Records from a dataset
____

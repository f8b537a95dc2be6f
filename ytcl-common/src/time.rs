//! Timestamp utilities

use chrono::{DateTime, Utc};

/// Get current UTC timestamp
pub fn now() -> DateTime<Utc> {
    Utc::now()
}

/// Current time as Unix epoch milliseconds
pub fn now_millis() -> i64 {
    Utc::now().timestamp_millis()
}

____

#### [Prompt]
Each record must appear again, word for word.

#### [Your response]
repository f8b537a95dc2be6f
filename ytcl-common/src/time.rs
//! Timestamp utilities

use chrono::{DateTime, Utc};

/// Get current UTC timestamp
pub fn now() -> DateTime<Utc> {
    Utc::now()
}

/// Current time as Unix epoch milliseconds
pub fn now_millis() -> i64 {
    Utc::now().timestamp_millis()
}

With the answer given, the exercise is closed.